Author(s): PEI, Y., CHAOYI, G., JIAMING, N., VARUNA, S., Institution: LOUGHBOROUGH UNIVERSITY - LONDON, Country: UNITED KINGDOM, Abstract-ID: 849

INTRODUCTION:
Sports performance analysis has been developed for decades, and essential metrics like passing rates and tackles have been used to evaluate players, while the context of these metrics is ignored. The key difference between an average player and a star player is how they handle pressure, make correct decisions and keep the same elite performance. Therefore, this study aims to quantify the pressure context for football players and analyse their performance under different pressure levels.
METHODS:
Tracking and event datasets with broadcasting videos of 10 different Premier League matches have been used in this research.

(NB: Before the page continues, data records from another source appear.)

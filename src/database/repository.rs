use std::collections::HashMap;
use std::sync::Arc;

use futures::future::try_join_all;
use serde_json::Value;

use super::store::{Document, DocumentStore, StoreError, ID_FIELD};
use crate::entities::EntitySpec;
use crate::filter::{FilterOp, Predicate, Query};

/// Entity-aware access to one collection: hides protected fields and resolves
/// references on everything it hands out.
pub struct Repository {
    spec: &'static EntitySpec,
    store: Arc<dyn DocumentStore>,
}

impl Repository {
    pub fn new(spec: &'static EntitySpec, store: Arc<dyn DocumentStore>) -> Self {
        Self { spec, store }
    }

    pub fn spec(&self) -> &'static EntitySpec {
        self.spec
    }

    /// Base query against this entity's collection.
    pub fn query(&self) -> Query {
        Query::new(self.spec.collection)
    }

    pub async fn select_any(&self, query: &Query) -> Result<Vec<Document>, StoreError> {
        let documents = self.store.find(query).await?;
        self.present(documents).await
    }

    /// Size of the whole collection, independent of any filter.
    pub async fn count_all(&self) -> Result<u64, StoreError> {
        self.store.count(self.spec.collection, &[]).await
    }

    pub async fn exists(&self, id: &str) -> Result<bool, StoreError> {
        Ok(self.store.find_by_id(self.spec.collection, id).await?.is_some())
    }

    pub async fn select_one(&self, id: &str) -> Result<Option<Document>, StoreError> {
        match self.store.find_by_id(self.spec.collection, id).await? {
            Some(document) => Ok(self.present(vec![document]).await?.pop()),
            None => Ok(None),
        }
    }

    /// Whether another document already holds `value` in the unique field,
    /// compared case-insensitively. `except_id` excludes the document being updated.
    pub async fn exists_unique(&self, value: &str, except_id: Option<&str>) -> Result<bool, StoreError> {
        let Some(field) = self.spec.unique_field else {
            return Ok(false);
        };
        let query = self.query().and(Predicate::new(field, FilterOp::IEq, value));
        let found = self.store.find(&query).await?;
        Ok(found
            .iter()
            .any(|d| except_id.is_none() || d.get(ID_FIELD).and_then(Value::as_str) != except_id))
    }

    /// Raw lookup by field, hidden fields included. Used for credential checks.
    pub async fn find_raw_by(&self, field: &str, value: &str) -> Result<Option<Document>, StoreError> {
        let mut query = self.query().and(Predicate::new(field, FilterOp::IEq, value));
        query.take = Some(1);
        Ok(self.store.find(&query).await?.pop())
    }

    pub async fn create(&self, document: Document) -> Result<Document, StoreError> {
        let created = self.store.insert(self.spec.collection, document).await?;
        Ok(self.present(vec![created]).await?.remove(0))
    }

    pub async fn update(&self, id: &str, changes: Document) -> Result<Option<Document>, StoreError> {
        match self.store.update(self.spec.collection, id, changes).await? {
            Some(document) => Ok(self.present(vec![document]).await?.pop()),
            None => Ok(None),
        }
    }

    /// Remove a document, returning it without hidden fields and unpopulated.
    pub async fn delete(&self, id: &str) -> Result<Option<Document>, StoreError> {
        Ok(self
            .store
            .delete(self.spec.collection, id)
            .await?
            .map(|document| self.hide(document)))
    }

    fn hide(&self, mut document: Document) -> Document {
        for field in self.spec.hidden {
            document.remove(*field);
        }
        document
    }

    async fn present(&self, documents: Vec<Document>) -> Result<Vec<Document>, StoreError> {
        let documents: Vec<Document> = documents.into_iter().map(|d| self.hide(d)).collect();
        self.populate(documents).await
    }

    /// Replace reference ids with the referenced documents, one lookup per
    /// distinct id. Dangling references become `null`.
    async fn populate(&self, mut documents: Vec<Document>) -> Result<Vec<Document>, StoreError> {
        for reference in self.spec.references {
            let mut ids: Vec<String> = Vec::new();
            for document in &documents {
                if let Some(id) = document.get(reference.field).and_then(Value::as_str) {
                    if !ids.iter().any(|known| known == id) {
                        ids.push(id.to_string());
                    }
                }
            }
            if ids.is_empty() {
                continue;
            }

            let found = try_join_all(ids.iter().map(|id| self.store.find_by_id(reference.collection, id))).await?;
            let resolved: HashMap<&str, Value> = ids
                .iter()
                .map(String::as_str)
                .zip(found.into_iter().map(|d| d.map(Value::Object).unwrap_or(Value::Null)))
                .collect();

            for document in documents.iter_mut() {
                let target = document
                    .get(reference.field)
                    .and_then(Value::as_str)
                    .and_then(|id| resolved.get(id))
                    .cloned();
                if let Some(value) = target {
                    document.insert(reference.field.to_string(), value);
                }
            }
        }
        Ok(documents)
    }
}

Tracking data records the x and y location of each player and the ball on the pitch at 25 Hz per second and the event dataset contains the on-ball events including passes, shots and tackles during the match. A Graph Neural Network (GNN) based sequential model is applied to predict whether the possession team is going to lose control of the ball under the opponent’s pressure. A higher likelihood of losing control of the ball equals a higher level of pressure, and players’ performance under different levels of pressure is then evaluated. Deep learning, GNN-based sequential model, 3D Human Body Estimation and Player Pressure Map (PPM) features were used to leverage the dataset and predict the outcome of football footage.

RESULTS:
The purpose of this model is to predict whether the possession team will lose the ball control or not within seconds. The result is compared between various models and features. For the basic GNN model with only a tracking dataset, the prediction accuracy is 55.8%. By adding the 2D PPM features we generated, the accuracy increased to 75.2% and when the PPM features turned into 3D, the accuracy raised to 78.7%. By upgrading the model to a sequential GNN, the prediction accuracy with 3D PPM features reaches 81.2% which is the highest among all the experiments—both PPM features and time-sequential model help to improve the model accuracy massively.

CONCLUSION:
The contribution of this pilot work was to quantify the pressure level based on the football context and time-sequential dataset with 3D human body pose. The work is aimed to represent the 3D football context and predict the pressure level of football matches. The pressure metric and context performance analysis are based on the prediction. In summary, PPM features and time-sequential dataset help to improve the model accuracy and lead the metric step forward.